Un ancien militaire togolais qui a fui son pays cherche, depuis plus de dix ans, une improbable terre d’asile.

Publié le 13 décembre 2004 Lecture : 4 minutes.

Innocent Kodjovi Kossi Abalo, 31 ans, est expert en géographie pratique. Une boutade pour illustrer la situation de ce Togolais, actuellement en transit à Berlin, en Allemagne, dans l’attente d’un éventuel visa d’entrée au Canada. Depuis dix ans, il parcourt le monde non par choix, mais parce que, mine de rien, trouver une terre d’accueil, un travail correct et une vie tranquille est moins facile qu’il n’y paraît.
Discret sur sa véritable famille, Kossi dit avoir été élevé par un militaire et son épouse, qui l’ont poussé à entrer dans l’armée dès qu’il a eu ses 17 ans. Au début des années 1990, le pays est secoué de soubresauts politiques. D’ethnie ewée, Kossi fait savoir à sa hiérarchie qu’il refusera, quoi qu’il advienne, de tirer sur ses « frères ». Emprisonné pour insubordination, il montre avec un mélange de fierté et d’amertume de longues cicatrices sur ses jambes, indélébiles souvenirs des coups reçus pendant sa détention. Mais la chance lui sourit. Très vite, il parvient à s’évader. Il fuit jusqu’au Bénin voisin, où il se réfugie dans un des camps que le Haut-Commissariat des Nations unies pour les réfugiés (HCR) a mis en place. C’est le point de départ d’une extraordinaire odyssée, dont Homère lui-même n’aurait pas rougi.

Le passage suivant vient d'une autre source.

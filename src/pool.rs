//! Bounded concurrent dispatch over a lazy sequence of requests.
//!
//! A [`Pool`] pulls items from its iterator only while fewer than the
//! configured number of transfers are outstanding, so the source can be
//! arbitrarily long. Outcomes are reported together with the index of the
//! item that produced them.

use std::collections::BTreeMap;
use std::fmt;
use std::future::IntoFuture;
use std::sync::{Arc, Mutex};

use futures_util::future::BoxFuture;
use futures_util::stream::FuturesUnordered;
use futures_util::{FutureExt, StreamExt};
use tracing::debug;

use crate::client::Client;
use crate::error::Error;
use crate::handler::ResponseFuture;
use crate::options::RequestOptions;
use crate::request::Request;
use crate::response::Response;
use crate::util::lock_unpoisoned;

pub const DEFAULT_CONCURRENCY: usize = 25;

type FulfilledFn = Box<dyn FnMut(Response, usize) + Send>;
type RejectedFn = Box<dyn FnMut(Error, usize) + Send>;
type CallFn = Box<dyn FnOnce(RequestOptions) -> ResponseFuture + Send>;

/// One element of a pool's source.
pub enum PoolItem {
    /// Sent through the pool's client.
    Request(Request),
    /// Invoked with the pool's options; returns its own response future.
    Call(CallFn),
}

impl PoolItem {
    pub fn call<F>(call: F) -> Self
    where
        F: FnOnce(RequestOptions) -> ResponseFuture + Send + 'static,
    {
        Self::Call(Box::new(call))
    }
}

impl From<Request> for PoolItem {
    fn from(request: Request) -> Self {
        Self::Request(request)
    }
}

impl fmt::Debug for PoolItem {
    fn fmt(&self, formatter: &mut fmt::Formatter<'_>) -> fmt::Result {
        match self {
            Self::Request(request) => formatter.debug_tuple("Request").field(request).finish(),
            Self::Call(_) => formatter.write_str("Call"),
        }
    }
}

/// Maximum number of outstanding transfers.
#[derive(Clone)]
pub enum PoolSize {
    Fixed(usize),
    /// Called once per fill with the pending count; the pool then tops up
    /// to the returned size.
    Dynamic(Arc<dyn Fn(usize) -> usize + Send + Sync>),
}

impl PoolSize {
    pub fn dynamic<F>(size: F) -> Self
    where
        F: Fn(usize) -> usize + Send + Sync + 'static,
    {
        Self::Dynamic(Arc::new(size))
    }

    /// Never below one, so a drained pool always makes progress.
    pub fn capacity(&self, pending: usize) -> usize {
        match self {
            Self::Fixed(size) => *size,
            Self::Dynamic(size) => size(pending),
        }
        .max(1)
    }
}

impl Default for PoolSize {
    fn default() -> Self {
        Self::Fixed(DEFAULT_CONCURRENCY)
    }
}

impl From<usize> for PoolSize {
    fn from(size: usize) -> Self {
        Self::Fixed(size)
    }
}

impl fmt::Debug for PoolSize {
    fn fmt(&self, formatter: &mut fmt::Formatter<'_>) -> fmt::Result {
        match self {
            Self::Fixed(size) => formatter.debug_tuple("Fixed").field(size).finish(),
            Self::Dynamic(_) => formatter.write_str("Dynamic"),
        }
    }
}

#[derive(Default)]
pub struct PoolConfig {
    size: PoolSize,
    options: Option<RequestOptions>,
    fulfilled: Option<FulfilledFn>,
    rejected: Option<RejectedFn>,
}

impl PoolConfig {
    pub fn new() -> Self {
        Self::default()
    }

    pub fn concurrency(self, concurrency: usize) -> Self {
        self.size(PoolSize::Fixed(concurrency))
    }

    pub fn size(mut self, size: impl Into<PoolSize>) -> Self {
        self.size = size.into();
        self
    }

    /// Options for every transfer; the client's defaults otherwise.
    pub fn options(mut self, options: RequestOptions) -> Self {
        self.options = Some(options);
        self
    }

    pub fn fulfilled<F>(mut self, fulfilled: F) -> Self
    where
        F: FnMut(Response, usize) + Send + 'static,
    {
        self.fulfilled = Some(Box::new(fulfilled));
        self
    }

    pub fn rejected<F>(mut self, rejected: F) -> Self
    where
        F: FnMut(Error, usize) + Send + 'static,
    {
        self.rejected = Some(Box::new(rejected));
        self
    }
}

impl fmt::Debug for PoolConfig {
    fn fmt(&self, formatter: &mut fmt::Formatter<'_>) -> fmt::Result {
        formatter
            .debug_struct("PoolConfig")
            .field("size", &self.size)
            .field("options", &self.options)
            .field("fulfilled", &self.fulfilled.is_some())
            .field("rejected", &self.rejected.is_some())
            .finish()
    }
}

pub struct Pool {
    client: Client,
    items: Box<dyn Iterator<Item = PoolItem> + Send>,
    config: PoolConfig,
}

impl Pool {
    pub fn new<I>(client: &Client, items: I, config: PoolConfig) -> Self
    where
        I: IntoIterator,
        I::Item: Into<PoolItem> + 'static,
        I::IntoIter: Send + 'static,
    {
        Self {
            client: client.clone(),
            items: Box::new(items.into_iter().map(Into::into)),
            config,
        }
    }

    /// Sends every item and resolves once the source is exhausted and no
    /// transfer is pending. Per-item failures go to the rejected callback.
    pub async fn run(self) {
        let Self {
            client,
            mut items,
            mut config,
        } = self;
        let options = config
            .options
            .take()
            .unwrap_or_else(|| client.default_options());

        let mut pending = FuturesUnordered::new();
        let mut next_index = 0_usize;
        let mut exhausted = false;

        loop {
            let limit = config.size.capacity(pending.len());
            while !exhausted && pending.len() < limit {
                let Some(item) = items.next() else {
                    exhausted = true;
                    break;
                };
                let index = next_index;
                next_index += 1;
                let future = dispatch(&client, item, &options);
                pending.push(future.map(move |outcome| (index, outcome)));
            }
            debug!(pending = pending.len(), sent = next_index, exhausted, "pool filled");

            let Some((index, outcome)) = pending.next().await else {
                break;
            };
            debug!(index, ok = outcome.is_ok(), "pool transfer settled");
            match outcome {
                Ok(response) => {
                    if let Some(fulfilled) = config.fulfilled.as_mut() {
                        fulfilled(response, index);
                    }
                }
                Err(error) => {
                    if let Some(rejected) = config.rejected.as_mut() {
                        rejected(error, index);
                    }
                }
            }
        }
        debug!(sent = next_index, "pool drained");
    }

    /// Runs the pool and returns every outcome in source order.
    pub async fn batch<I>(
        client: &Client,
        items: I,
        mut config: PoolConfig,
    ) -> Vec<Result<Response, Error>>
    where
        I: IntoIterator,
        I::Item: Into<PoolItem> + 'static,
        I::IntoIter: Send + 'static,
    {
        let results: Arc<Mutex<BTreeMap<usize, Result<Response, Error>>>> =
            Arc::new(Mutex::new(BTreeMap::new()));

        let mut user_fulfilled = config.fulfilled.take();
        let sink = Arc::clone(&results);
        config.fulfilled = Some(Box::new(move |response: Response, index: usize| {
            if let Some(fulfilled) = user_fulfilled.as_mut() {
                fulfilled(response.clone(), index);
            }
            lock_unpoisoned(&sink).insert(index, Ok(response));
        }));

        let mut user_rejected = config.rejected.take();
        let sink = Arc::clone(&results);
        config.rejected = Some(Box::new(move |error: Error, index: usize| {
            if let Some(rejected) = user_rejected.as_mut() {
                rejected(error.clone(), index);
            }
            lock_unpoisoned(&sink).insert(index, Err(error));
        }));

        Self::new(client, items, config).run().await;

        let mut results = lock_unpoisoned(&results);
        std::mem::take(&mut *results).into_values().collect()
    }

    /// Sends every item and waits for all of them, discarding outcomes not
    /// observed by the callbacks.
    pub async fn send<I>(client: &Client, items: I, config: PoolConfig)
    where
        I: IntoIterator,
        I::Item: Into<PoolItem> + 'static,
        I::IntoIter: Send + 'static,
    {
        Self::new(client, items, config).run().await;
    }
}

impl IntoFuture for Pool {
    type Output = ();
    type IntoFuture = BoxFuture<'static, ()>;

    fn into_future(self) -> Self::IntoFuture {
        self.run().boxed()
    }
}

impl fmt::Debug for Pool {
    fn fmt(&self, formatter: &mut fmt::Formatter<'_>) -> fmt::Result {
        formatter
            .debug_struct("Pool")
            .field("config", &self.config)
            .finish_non_exhaustive()
    }
}

fn dispatch(client: &Client, item: PoolItem, options: &RequestOptions) -> ResponseFuture {
    match item {
        PoolItem::Request(request) => client.send_async_with(request, options.clone()),
        PoolItem::Call(call) => {
            let mut options = options.clone();
            options.client = Some(client.clone());
            call(options)
        }
    }
}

Tout d’abord Kossi s’embarque – clandestinement ? – sur un avion-cargo pour l’Angola. Mais le pays est en pleine guerre civile, il est bien difficile de s’y installer. Au mépris des risques, il descend plein sud et pénètre en Namibie. Premier arrêt, à nouveau dans un camp de réfugiés, pendant cinq ans – le temps de voir s’envoler l’espoir d’obtenir un visa pour le Canada et de devenir papa. Début 2000, il reprend la route, direction l’Afrique du Sud. Il n’a pas de papiers en règle, mais le patron du dancing de Johannesburg qui l’engage comme vigile n’est pas trop regardant. Il faut dire que le boulot n’est pas facile, les rixes sont fréquentes et les morts par balles aussi. Pour un garçon qui n’aspire qu’au calme, c’est raté.
Kossi déprime. Il en perd son sens du discernement et 400 dollars par la même occasion. Le prix d’un prétendu billet sur un bateau en partance pour l’Argentine. Le navire appareille, mais, à 10 milles des côtes, les quelques passagers clandestins sont découverts, immédiatement débarqués sur un caboteur et ramenés au port.

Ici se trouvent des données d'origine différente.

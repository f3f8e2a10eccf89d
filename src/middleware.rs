//! Standard handler-stack middleware.
//!
//! Each constructor returns a [`Middleware`], a function from the next
//! [`Handler`] to a new one. Middleware keeps the `(request, options) ->
//! future<response>` shape and may rewrite the request on the way in or the
//! outcome on the way out.

use std::fmt;
use std::sync::{Arc, Mutex};
use std::time::Duration;

use futures_util::FutureExt;
use http::Version;
use http::header::{CONTENT_LENGTH, COOKIE, EXPECT, HeaderValue, TRANSFER_ENCODING};
use tracing::{info, warn};

use crate::error::Error;
use crate::formatter::MessageFormatter;
use crate::handler::Handler;
use crate::options::RequestOptions;
use crate::redirect::RedirectMiddleware;
use crate::request::Request;
use crate::response::Response;
use crate::retry::{
    DelayFn, RetryDecider, RetryLimit, RetryMiddleware, RetryPolicy, exponential_delay,
};
use crate::util::{lock_unpoisoned, truncate_body};

/// Wraps the next handler into a new one.
#[derive(Clone)]
pub struct Middleware(Arc<dyn Fn(Handler) -> Handler + Send + Sync>);

impl Middleware {
    pub fn new<F>(middleware: F) -> Self
    where
        F: Fn(Handler) -> Handler + Send + Sync + 'static,
    {
        Self(Arc::new(middleware))
    }

    pub fn wrap(&self, next: Handler) -> Handler {
        (self.0)(next)
    }

    pub fn ptr_eq(&self, other: &Self) -> bool {
        Arc::ptr_eq(&self.0, &other.0)
    }
}

impl fmt::Debug for Middleware {
    fn fmt(&self, formatter: &mut fmt::Formatter<'_>) -> fmt::Result {
        formatter.write_str("Middleware")
    }
}

/// Adds the `Cookie` header from `options.cookies` and stores the response's
/// `Set-Cookie` headers back into it. A no-op without a store.
pub fn cookies() -> Middleware {
    Middleware::new(|next| {
        Handler::new(move |mut request, options| {
            let Some(store) = options.cookies.clone() else {
                return next.call(request, options);
            };
            if let Some(value) = store.cookie_header(&request) {
                request.set_header(COOKIE, value);
            }
            let next = next.clone();
            async move {
                let response = next.call(request.clone(), options).await?;
                store.extract_cookies(&request, &response);
                Ok(response)
            }
            .boxed()
        })
    })
}

/// Turns 4xx responses into [`Error::ClientStatus`] and 5xx responses into
/// [`Error::ServerStatus`] when `options.http_errors` is set.
pub fn http_errors() -> Middleware {
    Middleware::new(|next| {
        Handler::new(move |request, options| {
            if !options.http_errors {
                return next.call(request, options);
            }
            let next = next.clone();
            async move {
                let method = request.method().clone();
                let uri = request.url();
                let response = next.call(request, options).await?;
                let status = response.status_code();
                if status < 400 {
                    return Ok(response);
                }
                let body = truncate_body(response.body());
                let response = Box::new(response);
                Err(if status > 499 {
                    Error::ServerStatus {
                        status,
                        method,
                        uri,
                        body,
                        response,
                    }
                } else {
                    Error::ClientStatus {
                        status,
                        method,
                        uri,
                        body,
                        response,
                    }
                })
            }
            .boxed()
        })
    })
}

#[derive(Clone, Debug)]
pub struct HistoryEntry {
    pub request: Request,
    pub response: Option<Response>,
    pub error: Option<Error>,
    pub options: RequestOptions,
}

/// Shared container filled by [`history`].
#[derive(Clone, Default)]
pub struct History(Arc<Mutex<Vec<HistoryEntry>>>);

impl History {
    pub fn new() -> Self {
        Self::default()
    }

    pub fn len(&self) -> usize {
        lock_unpoisoned(&self.0).len()
    }

    pub fn is_empty(&self) -> bool {
        self.len() == 0
    }

    pub fn entries(&self) -> Vec<HistoryEntry> {
        lock_unpoisoned(&self.0).clone()
    }

    pub fn last(&self) -> Option<HistoryEntry> {
        lock_unpoisoned(&self.0).last().cloned()
    }

    pub fn clear(&self) {
        lock_unpoisoned(&self.0).clear();
    }

    fn record(&self, entry: HistoryEntry) {
        lock_unpoisoned(&self.0).push(entry);
    }
}

impl fmt::Debug for History {
    fn fmt(&self, formatter: &mut fmt::Formatter<'_>) -> fmt::Result {
        formatter
            .debug_struct("History")
            .field("entries", &self.len())
            .finish()
    }
}

/// Records every transfer passing through, successful or not.
pub fn history(container: &History) -> Middleware {
    let container = container.clone();
    Middleware::new(move |next| {
        let container = container.clone();
        Handler::new(move |request, options| {
            let next = next.clone();
            let container = container.clone();
            async move {
                let outcome = next.call(request.clone(), options.clone()).await;
                let (response, error) = match &outcome {
                    Ok(response) => (Some(response.clone()), None),
                    Err(error) => (None, Some(error.clone())),
                };
                container.record(HistoryEntry {
                    request,
                    response,
                    error,
                    options,
                });
                outcome
            }
            .boxed()
        })
    })
}

/// Observes each call: `before` ahead of forwarding, `after` once the
/// outcome is known. Neither can alter the transfer.
pub fn tap<B, A>(before: B, after: A) -> Middleware
where
    B: Fn(&Request, &RequestOptions) + Send + Sync + 'static,
    A: Fn(&Request, &RequestOptions, &Result<Response, Error>) + Send + Sync + 'static,
{
    let before = Arc::new(before);
    let after = Arc::new(after);
    Middleware::new(move |next| {
        let before = Arc::clone(&before);
        let after = Arc::clone(&after);
        Handler::new(move |request, options| {
            before(&request, &options);
            let next = next.clone();
            let after = Arc::clone(&after);
            async move {
                let outcome = next.call(request.clone(), options.clone()).await;
                after(&request, &options, &outcome);
                outcome
            }
            .boxed()
        })
    })
}

/// Logs each transfer through `tracing`: `info` for responses, `warn` for
/// failures.
pub fn log(formatter: MessageFormatter) -> Middleware {
    let formatter = Arc::new(formatter);
    Middleware::new(move |next| {
        let formatter = Arc::clone(&formatter);
        Handler::new(move |request, options| {
            let next = next.clone();
            let formatter = Arc::clone(&formatter);
            async move {
                let outcome = next.call(request.clone(), options).await;
                match &outcome {
                    Ok(response) => {
                        let line = formatter.format(&request, Some(response), None);
                        info!(status = response.status_code(), "{line}");
                    }
                    Err(error) => {
                        let line = formatter.format(&request, error.response(), Some(error));
                        warn!(code = error.code().as_str(), "{line}");
                    }
                }
                outcome
            }
            .boxed()
        })
    })
}

/// Adds `Content-Length` for non-empty bodies and `Expect: 100-Continue`
/// according to `options.expect` on HTTP/1.1. Headers already present win.
pub fn prepare_body() -> Middleware {
    Middleware::new(|next| {
        Handler::new(move |mut request, options| {
            let len = request.body().len();
            if len > 0
                && !request.has_header(CONTENT_LENGTH.as_str())
                && !request.has_header(TRANSFER_ENCODING.as_str())
            {
                request.set_header(CONTENT_LENGTH, HeaderValue::from(len));
            }
            if request.version() == Version::HTTP_11
                && !request.has_header(EXPECT.as_str())
                && options.expect.applies(len)
            {
                request.set_header(EXPECT, HeaderValue::from_static("100-Continue"));
            }
            next.call(request, options)
        })
    })
}

pub fn map_request<F>(map: F) -> Middleware
where
    F: Fn(Request) -> Request + Send + Sync + 'static,
{
    let map = Arc::new(map);
    Middleware::new(move |next| {
        let map = Arc::clone(&map);
        Handler::new(move |request, options| next.call(map(request), options))
    })
}

pub fn map_response<F>(map: F) -> Middleware
where
    F: Fn(Response) -> Response + Send + Sync + 'static,
{
    let map = Arc::new(map);
    Middleware::new(move |next| {
        let map = Arc::clone(&map);
        Handler::new(move |request, options| {
            let map = Arc::clone(&map);
            next.call(request, options)
                .map(move |outcome| outcome.map(|response| map(response)))
                .boxed()
        })
    })
}

/// Follows redirects as configured by `options.allow_redirects`.
pub fn redirect() -> Middleware {
    Middleware::new(|next| RedirectMiddleware::new(next).into_handler())
}

/// Retries while `decider` agrees, waiting `2^(retries-1)` ms between
/// attempts. The only ceiling is the decider itself.
pub fn retry<F>(decider: F) -> Middleware
where
    F: Fn(usize, &Request, Option<&Response>, Option<&Error>) -> bool + Send + Sync + 'static,
{
    retry_with(decider, exponential_delay, RetryLimit::Unbounded)
}

pub fn retry_with<F, D>(decider: F, delay: D, limit: RetryLimit) -> Middleware
where
    F: Fn(usize, &Request, Option<&Response>, Option<&Error>) -> bool + Send + Sync + 'static,
    D: Fn(usize) -> Duration + Send + Sync + 'static,
{
    retry_decider(Arc::new(decider), Arc::new(delay), limit)
}

pub fn retry_decider(
    decider: Arc<dyn RetryDecider>,
    delay: DelayFn,
    limit: RetryLimit,
) -> Middleware {
    Middleware::new(move |next| {
        RetryMiddleware::new(next, Arc::clone(&decider), Arc::clone(&delay), limit).into_handler()
    })
}

/// Retries with a [`RetryPolicy`]: its attempt budget, retryable statuses
/// and transport failures, and jittered backoff.
pub fn retry_policy(policy: RetryPolicy) -> Middleware {
    let limit = RetryLimit::Max(policy.configured_max_attempts().saturating_sub(1));
    let delay_policy = policy.clone();
    retry_decider(
        Arc::new(policy),
        Arc::new(move |retries| delay_policy.backoff_for_retry(retries)),
        limit,
    )
}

Dans la petite communauté souterraine des réfugiés circule une rumeur : on peut arriver en Europe en passant par Israël. Kossi Abalo étudie la carte et décide de tenter sa chance. Il est à l’extrémité australe du continent, des milliers de kilomètres le séparent de son objectif, mais rien ne lui fait peur. Il reprend le chemin de la Namibie, traverse à nouveau l’Angola, évite la presqu’île de Cabinda en faisant un saut par la République démocratique du Congo pour rallier le Congo-Brazzaville. De là, il va au Cameroun, puis traverse le Nigeria jusqu’au nord et atteint le Niger. Il pénètre en Algérie par le désert du Sahara et, par la Libye, arrive jusqu’en Égypte. Et là, ô surprise ! la rumeur se révèle fausse. Interdiction de pénétrer au Sinaï et encore moins de passer la frontière commune avec Israël. Heureusement, il rencontre une jeune femme qui va lui mettre un peu de baume au coeur et lui donner un deuxième enfant.

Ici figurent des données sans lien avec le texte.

use std::fmt;

use crate::error::Error;
use crate::handler::Handler;
use crate::middleware::{self, Middleware};

/// Ordered middleware around a terminal handler.
///
/// Entries are kept in execution order: index 0 is the outermost layer and
/// sees a request first. [`push`](Self::push) adds an innermost layer,
/// [`unshift`](Self::unshift) an outermost one.
#[derive(Clone, Default)]
pub struct HandlerStack {
    handler: Option<Handler>,
    stack: Vec<(Middleware, String)>,
}

impl HandlerStack {
    pub fn new() -> Self {
        Self::default()
    }

    pub fn with_handler(handler: Handler) -> Self {
        Self {
            handler: Some(handler),
            stack: Vec::new(),
        }
    }

    /// Stack with the default middleware: `http_errors`, `allow_redirects`,
    /// `cookies`, `prepare_body`, outermost first.
    pub fn create(handler: Handler) -> Self {
        let mut stack = Self::with_handler(handler);
        stack.push(middleware::http_errors(), "http_errors");
        stack.push(middleware::redirect(), "allow_redirects");
        stack.push(middleware::cookies(), "cookies");
        stack.push(middleware::prepare_body(), "prepare_body");
        stack
    }

    pub fn set_handler(&mut self, handler: Handler) {
        self.handler = Some(handler);
    }

    pub fn has_handler(&self) -> bool {
        self.handler.is_some()
    }

    pub fn len(&self) -> usize {
        self.stack.len()
    }

    pub fn is_empty(&self) -> bool {
        self.stack.is_empty()
    }

    pub fn names(&self) -> impl Iterator<Item = &str> {
        self.stack.iter().map(|(_, name)| name.as_str())
    }

    pub fn push(&mut self, middleware: Middleware, name: impl Into<String>) {
        self.stack.push((middleware, name.into()));
    }

    pub fn unshift(&mut self, middleware: Middleware, name: impl Into<String>) {
        self.stack.insert(0, (middleware, name.into()));
    }

    /// Inserts `middleware` so it runs just before `find_name`.
    pub fn before(
        &mut self,
        find_name: &str,
        middleware: Middleware,
        name: impl Into<String>,
    ) -> Result<(), Error> {
        let index = self.find_by_name(find_name)?;
        self.stack.insert(index, (middleware, name.into()));
        Ok(())
    }

    /// Inserts `middleware` so it runs just after `find_name`.
    pub fn after(
        &mut self,
        find_name: &str,
        middleware: Middleware,
        name: impl Into<String>,
    ) -> Result<(), Error> {
        let index = self.find_by_name(find_name)?;
        self.stack.insert(index + 1, (middleware, name.into()));
        Ok(())
    }

    /// Drops every entry registered under `name`.
    pub fn remove(&mut self, name: &str) {
        self.stack.retain(|(_, entry)| entry != name);
    }

    /// Drops every entry holding this exact middleware instance.
    pub fn remove_middleware(&mut self, middleware: &Middleware) {
        self.stack.retain(|(entry, _)| !entry.ptr_eq(middleware));
    }

    pub fn resolve(&self) -> Result<Handler, Error> {
        let Some(handler) = self.handler.clone() else {
            return Err(Error::MissingHandler);
        };
        Ok(self
            .stack
            .iter()
            .rev()
            .fold(handler, |next, (middleware, _)| middleware.wrap(next)))
    }

    fn find_by_name(&self, name: &str) -> Result<usize, Error> {
        self.stack
            .iter()
            .position(|(_, entry)| entry == name)
            .ok_or_else(|| Error::MiddlewareNotFound {
                name: name.to_owned(),
            })
    }
}

/// Dumps the request path (`>`) down to the handler and the response path
/// (`<`) back out. Numbers count layers from the handler.
impl fmt::Display for HandlerStack {
    fn fmt(&self, formatter: &mut fmt::Formatter<'_>) -> fmt::Result {
        let depth = self.stack.len();
        for (offset, (_, name)) in self.stack.iter().enumerate() {
            writeln!(formatter, "> {}) Name: '{name}'", depth - offset)?;
        }
        let handler = if self.handler.is_some() {
            "set"
        } else {
            "missing"
        };
        writeln!(formatter, "< 0) Handler: {handler}")?;
        for (offset, (_, name)) in self.stack.iter().enumerate().rev() {
            writeln!(formatter, "< {}) Name: '{name}'", depth - offset)?;
        }
        Ok(())
    }
}

impl fmt::Debug for HandlerStack {
    fn fmt(&self, formatter: &mut fmt::Formatter<'_>) -> fmt::Result {
        formatter
            .debug_struct("HandlerStack")
            .field("handler", &self.handler.is_some())
            .field("stack", &self.names().collect::<Vec<_>>())
            .finish()
    }
}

On peut, à ce stade, s’interroger sur les moyens financiers dont a pu disposer le jeune homme pour réaliser cet étonnant périple. « C’est l’Église catholique apostolique et romaine qui m’a aidé », déclare-t-il tout de go au journaliste du New York Times qui l’interroge. En particulier l’association internationale Caritas et les prêtres qui l’ont pris en amitié. D’ailleurs, c’est l’un d’entre eux qui lui apprend, durant son séjour en Égypte, qu’il est infecté par le virus du sida. Et de lui donner 500 dollars pour aller se faire soigner dans un hôpital… en Ouganda !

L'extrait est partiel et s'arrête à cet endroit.